Skipping the blank-file problem
Deciding *whether* to move from JSON to Protobuf is a separate question from actually writing the schema — see Protocol Buffers vs JSON: When Should You Switch? for that tradeoff. Once you've decided, the practical next step is usually staring at a blank .proto file and manually transcribing every field from an existing API response. JSONKit's JSON to Protobuf / Avro generator skips that step — paste a real JSON sample, get a starting schema back.
What gets inferred, and what you still need to check
{
"orderId": "ord_9182",
"total": 129.99,
"paid": true,
"items": [{ "sku": "SKU-1", "qty": 2 }]
}syntax = "proto3";
message Order {
string order_id = 1;
double total = 2;
bool paid = 3;
repeated Items items = 4;
}
message Items {
string sku = 1;
int32 qty = 2;
}Scalar types, nested messages, and repeated fields all infer cleanly from a single example — a string stays a string, a decimal becomes double, a nested object becomes its own message. What a single JSON sample fundamentally *can't* tell you: whether an integer field should be int32 or int64 if your sample value happens to be small right now but could grow past 2^31 later, and what a field typed null in your sample should really be (the generator flags this with a comment rather than guessing). Field numbers are also assigned sequentially in the order they appear — review and lock these in deliberately, since a Protobuf field number can never be reassigned to a different field once real messages using it exist anywhere.
The Avro side of the same tool
Switching the output format to Avro on the same input produces a record schema instead of a .proto message — useful if your target is Kafka, a data lake ingestion pipeline, or another Avro-native system rather than gRPC:
{
"type": "record",
"name": "Order",
"fields": [
{ "name": "order_id", "type": "string" },
{ "name": "total", "type": "double" },
{ "name": "paid", "type": "boolean" }
]
}Avro's schema is itself JSON, which makes it directly diffable and reviewable in a normal pull request the way a compiled .proto binary descriptor isn't — a real practical advantage during schema review, independent of Avro vs. Protobuf's other tradeoffs.

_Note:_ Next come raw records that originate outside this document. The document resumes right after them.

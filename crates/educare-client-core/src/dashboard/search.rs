//! Client side filters over rows a dashboard already fetched. A blank term or
//! `None` keeps everything.

use educare_shared::{
    activity::{ActivityCategory, ActivityEntry, ActivityKind},
    content::{ContentItem, ContentKind},
    uac::Identity,
};

/// Case insensitive match on name, email and role
pub fn filter_users<'a>(users: &'a [Identity], term: &str) -> Vec<&'a Identity> {
    let term = term.trim().to_lowercase();
    users
        .iter()
        .filter(|user| {
            term.is_empty()
                || user
                    .full_name
                    .as_deref()
                    .is_some_and(|name| name.to_lowercase().contains(&term))
                || user.email.as_ref().to_lowercase().contains(&term)
                || user.role.as_ref().contains(&term)
        })
        .collect()
}

/// Kind must match first, then the term is looked for in title and
/// description
pub fn filter_content<'a>(
    items: &'a [ContentItem],
    term: &str,
    kind: Option<ContentKind>,
) -> Vec<&'a ContentItem> {
    let term = term.trim().to_lowercase();
    items
        .iter()
        .filter(|item| kind.is_none_or(|kind| item.kind == kind))
        .filter(|item| {
            term.is_empty()
                || item.title.to_lowercase().contains(&term)
                || item
                    .description
                    .as_deref()
                    .is_some_and(|d| d.to_lowercase().contains(&term))
        })
        .collect()
}

pub fn filter_activities<'a>(
    entries: &'a [ActivityEntry],
    kind: Option<ActivityKind>,
) -> Vec<&'a ActivityEntry> {
    entries
        .iter()
        .filter(|entry| kind.is_none_or(|kind| entry.action == kind))
        .collect()
}

pub fn filter_by_category<'a>(
    entries: &'a [ActivityEntry],
    category: Option<ActivityCategory>,
) -> Vec<&'a ActivityEntry> {
    entries
        .iter()
        .filter(|entry| category.is_none_or(|category| entry.category() == category))
        .collect()
}
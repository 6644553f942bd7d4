use std::{cell::Cell, rc::Rc};
use tracing::debug;

use crate::ui::{UiHost, UserAction};

/// Shows the loading state of `action` for as long as it is alive
pub(crate) struct BusyIndicator {
    ui: Rc<dyn UiHost>,
    action: UserAction,
}

impl BusyIndicator {
    pub fn new(ui: Rc<dyn UiHost>, action: UserAction) -> Self {
        ui.set_busy(action, true);
        Self { ui, action }
    }
}

impl Drop for BusyIndicator {
    fn drop(&mut self) {
        self.ui.set_busy(self.action, false);
    }
}

/// Allows at most one submission to be in flight at a time
#[derive(Debug, Default)]
pub(crate) struct InFlightSlot(Rc<Cell<Option<UserAction>>>);

pub(crate) struct InFlightGuard {
    slot: Rc<Cell<Option<UserAction>>>,
    _busy: BusyIndicator,
}

impl InFlightSlot {
    /// Returns `None` if another submission has not finished yet
    pub fn begin(&self, action: UserAction, ui: Rc<dyn UiHost>) -> Option<InFlightGuard> {
        if let Some(current) = self.0.get() {
            debug!(?current, ?action, "ignoring submission while another is in flight");
            return None;
        }
        self.0.set(Some(action));
        Some(InFlightGuard {
            slot: Rc::clone(&self.0),
            _busy: BusyIndicator::new(ui, action),
        })
    }

    pub fn current(&self) -> Option<UserAction> {
        self.0.get()
    }
}

impl Drop for InFlightGuard {
    fn drop(&mut self) {
        self.slot.set(None);
    }
}
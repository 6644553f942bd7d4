use anyhow::Context as _;
use std::{
    collections::BTreeMap,
    path::{Path, PathBuf},
};
use tracing::debug;

use super::KeyValueStore;

/// Stores all items in a single RON file. Every write replaces the file as a
/// whole so a crash never leaves it half written.
#[derive(Debug, Clone)]
pub struct FileStorage {
    path: PathBuf,
}

impl FileStorage {
    pub fn new<P: Into<PathBuf>>(path: P) -> Self {
        Self { path: path.into() }
    }

    pub fn path(&self) -> &Path {
        &self.path
    }

    fn load(&self) -> anyhow::Result<BTreeMap<String, String>> {
        if !self.path.exists() {
            debug!(path = ?self.path, "no storage file yet");
            return Ok(BTreeMap::new());
        }
        let contents = std::fs::read_to_string(&self.path)
            .with_context(|| format!("failed to read storage file: {:?}", self.path))?;
        ron::from_str(&contents)
            .with_context(|| format!("failed to parse storage file: {:?}", self.path))
    }

    fn save(&self, items: &BTreeMap<String, String>) -> anyhow::Result<()> {
        let contents = ron::ser::to_string_pretty(items, Default::default())
            .context("failed to serialize storage items")?;
        let temp_path = self.path.with_extension("tmp");
        std::fs::write(&temp_path, contents)
            .with_context(|| format!("failed to write {temp_path:?}"))?;
        std::fs::rename(&temp_path, &self.path)
            .with_context(|| format!("failed to replace storage file: {:?}", self.path))
    }
}

impl KeyValueStore for FileStorage {
    fn get_item(&self, key: &str) -> anyhow::Result<Option<String>> {
        Ok(self.load()?.remove(key))
    }

    fn set_item(&self, key: &str, value: &str) -> anyhow::Result<()> {
        let mut items = self.load()?;
        items.insert(key.to_string(), value.to_string());
        self.save(&items)
    }

    fn remove_item(&self, key: &str) -> anyhow::Result<()> {
        let mut items = self.load()?;
        if items.remove(key).is_some() {
            self.save(&items)?;
        }
        Ok(())
    }
}
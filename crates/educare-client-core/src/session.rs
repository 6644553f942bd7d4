//! The one place that knows whether someone is logged in.
//!
//! [`SessionStore`] owns the persisted record, [`SessionManager`] is the
//! per-page view of it that pages and flows consult.

mod legacy;
mod manager;
mod record;
mod store;

pub use manager::SessionManager;
pub use record::SessionRecord;
pub use store::SessionStore;
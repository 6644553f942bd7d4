use crate::errors::{ConversionError, GatewayError, NotLoggedInError};

use super::Role;

/// Input problems caught before any request is sent
#[derive(thiserror::Error, Debug, PartialEq, Eq)]
pub enum ValidationError {
    #[error("Please fill in all fields")]
    MissingFields,
    #[error("Passwords do not match")]
    PasswordsDoNotMatch,
    #[error("Password must be at least {min} characters long")]
    PasswordTooShort { min: usize, actual: usize },
    #[error("Please accept the terms and conditions")]
    TermsNotAccepted,
    #[error("Please enter a valid email address")]
    InvalidEmail(#[source] ConversionError),
    #[error("Please enter a valid name")]
    InvalidName(#[source] ConversionError),
    #[error("Admin accounts cannot be created through registration")]
    AdminSelfRegistration,
}

#[derive(thiserror::Error, Debug)]
pub enum AuthError {
    #[error("{0}")]
    Validation(#[from] ValidationError),
    #[error("Invalid email or password")]
    InvalidCredentials,
    #[error("Access denied. {required} privileges required.")]
    AccessDenied { required: Role },
    #[error("Email already registered")]
    AlreadyRegistered,
    #[error("Database error: {0}")]
    Transport(#[from] GatewayError),
    #[error("Please wait for the previous request to finish")]
    Busy,
    #[error("Unable to store the session on this device")]
    SessionNotSaved(#[source] anyhow::Error),
}

/// Why a protected page refused to build its content
#[derive(thiserror::Error, Debug, PartialEq, Eq)]
pub enum GateError {
    #[error(transparent)]
    NotLoggedIn(#[from] NotLoggedInError),
    #[error("{required} access is required but the session belongs to a {actual}")]
    InsufficientRole { required: Role, actual: Role },
}

impl AuthError {
    /// Returns `true` if the identity could not be verified
    #[must_use]
    pub fn is_authentication_failure(&self) -> bool {
        matches!(self, Self::InvalidCredentials)
    }

    /// Returns `true` if the identity was verified but lacks the privilege
    #[must_use]
    pub fn is_authorization_failure(&self) -> bool {
        matches!(self, Self::AccessDenied { .. })
    }

    /// Returns `true` if the error was caught locally without a request
    #[must_use]
    pub fn is_validation(&self) -> bool {
        matches!(self, Self::Validation(_))
    }
}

After generating: compile it, don't just paste it into production
The generated schema is a draft, not a finished artifact — run it through protoc/buf (Protobuf) or your Avro library's schema validation before treating it as final, and specifically review: field numbering (Protobuf), any field the tool flagged as inferred-from-null, and whether an integer field's size assumption (int32 vs int64) matches what the field will actually hold in production, not just in your one sample.